The Farones couldn’t help but bring work home, discussing students and research over the dinner table, although they tried to limit it when the children were younger. And they often worked after the kids went to bed, with Mary especially turning into a night owl and Tony taking the morning shift to get the children to school.

Family is obviously important to Tony Farone, an only child whose 94-year-old mother has lived with them since the early 2000s and helped with the children and the cooking as a “support system behind the scenes.” Inspired by his southern Italian heritage and his mother’s dishes, Tony often cooks meals for the family, with Grace and his first grandchild, Emma, who live next door, joining them when his son-in-law works nursing shifts.
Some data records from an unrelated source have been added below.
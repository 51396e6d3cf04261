use std::collections::HashSet;
use std::sync::{Arc, Mutex, MutexGuard};

use chrono::Utc;
use tracing::{debug, info, warn};

use hivebolt_consensus::{retarget, ValidatorSet};
use hivebolt_core::block::Block;
use hivebolt_core::config::ChainConfig;
use hivebolt_core::constants::{CONFIRMATION_DEPTH, GENESIS_PREV_HASH, GENESIS_TIMESTAMP_MS};
use hivebolt_core::error::ChainError;
use hivebolt_core::transaction::{Transaction, TxKind};
use hivebolt_core::types::{Address, Capability, OutPoint};
use hivebolt_crypto::{derive_address, meets_difficulty, KeyPair};
use hivebolt_state::{ChainDb, Snapshot, UtxoSet, WorldState};
use hivebolt_vm::{ExecutionContext, HardwareBridge, SyscallLimiter, Vm};

use crate::mempool::Mempool;

const META_DIFFICULTY: &str = "difficulty";
const META_LAST_SNAPSHOT: &str = "last_snapshot_height";
const META_OLDEST: &str = "oldest_height";

/// Wire-size allowance for the block header fields around the transactions.
const BLOCK_HEADER_ALLOWANCE: usize = 512;

/// The consensus-backed execution core: owns the tip, the account and UTXO
/// state, the hardware deferral queue, and every mutation of them.
///
/// All of `apply_block`, `create_block`, and persistence run on the single
/// logical chain writer; the shared mempool behind its mutex is the only
/// concurrently touched structure.
pub struct ChainManager {
    config: ChainConfig,
    db: Arc<ChainDb>,
    validators: ValidatorSet,
    mempool: Arc<Mutex<Mempool>>,
    /// In-memory block window starting at `base_height`. Holds everything
    /// applied or replayed this session; never empty after init.
    chain: Vec<Block>,
    base_height: u64,
    state: WorldState,
    utxos: UtxoSet,
    hardware: HardwareBridge,
    limiter: SyscallLimiter,
    difficulty: u32,
}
Farone also helped with his children’s scouting activities, including serving as a Cub Scout leader. And his passion for model trains, kindled as a kid after inheriting a family train set, has been handed down to the next generation and, soon, to the newest one.

“It went into storage for about 20 years until we moved to our current home in Murfreesboro that also has a basement,” he said. “We set up my current Polar Express layout with my four kids as they grew up, during the break between fall and spring semesters. Now, my granddaughter and I get to enjoy it together.”

And that’s what he values—family time—whether it’s working with his wife in the lab to find a cure, cooking up meals, or turning on the train track.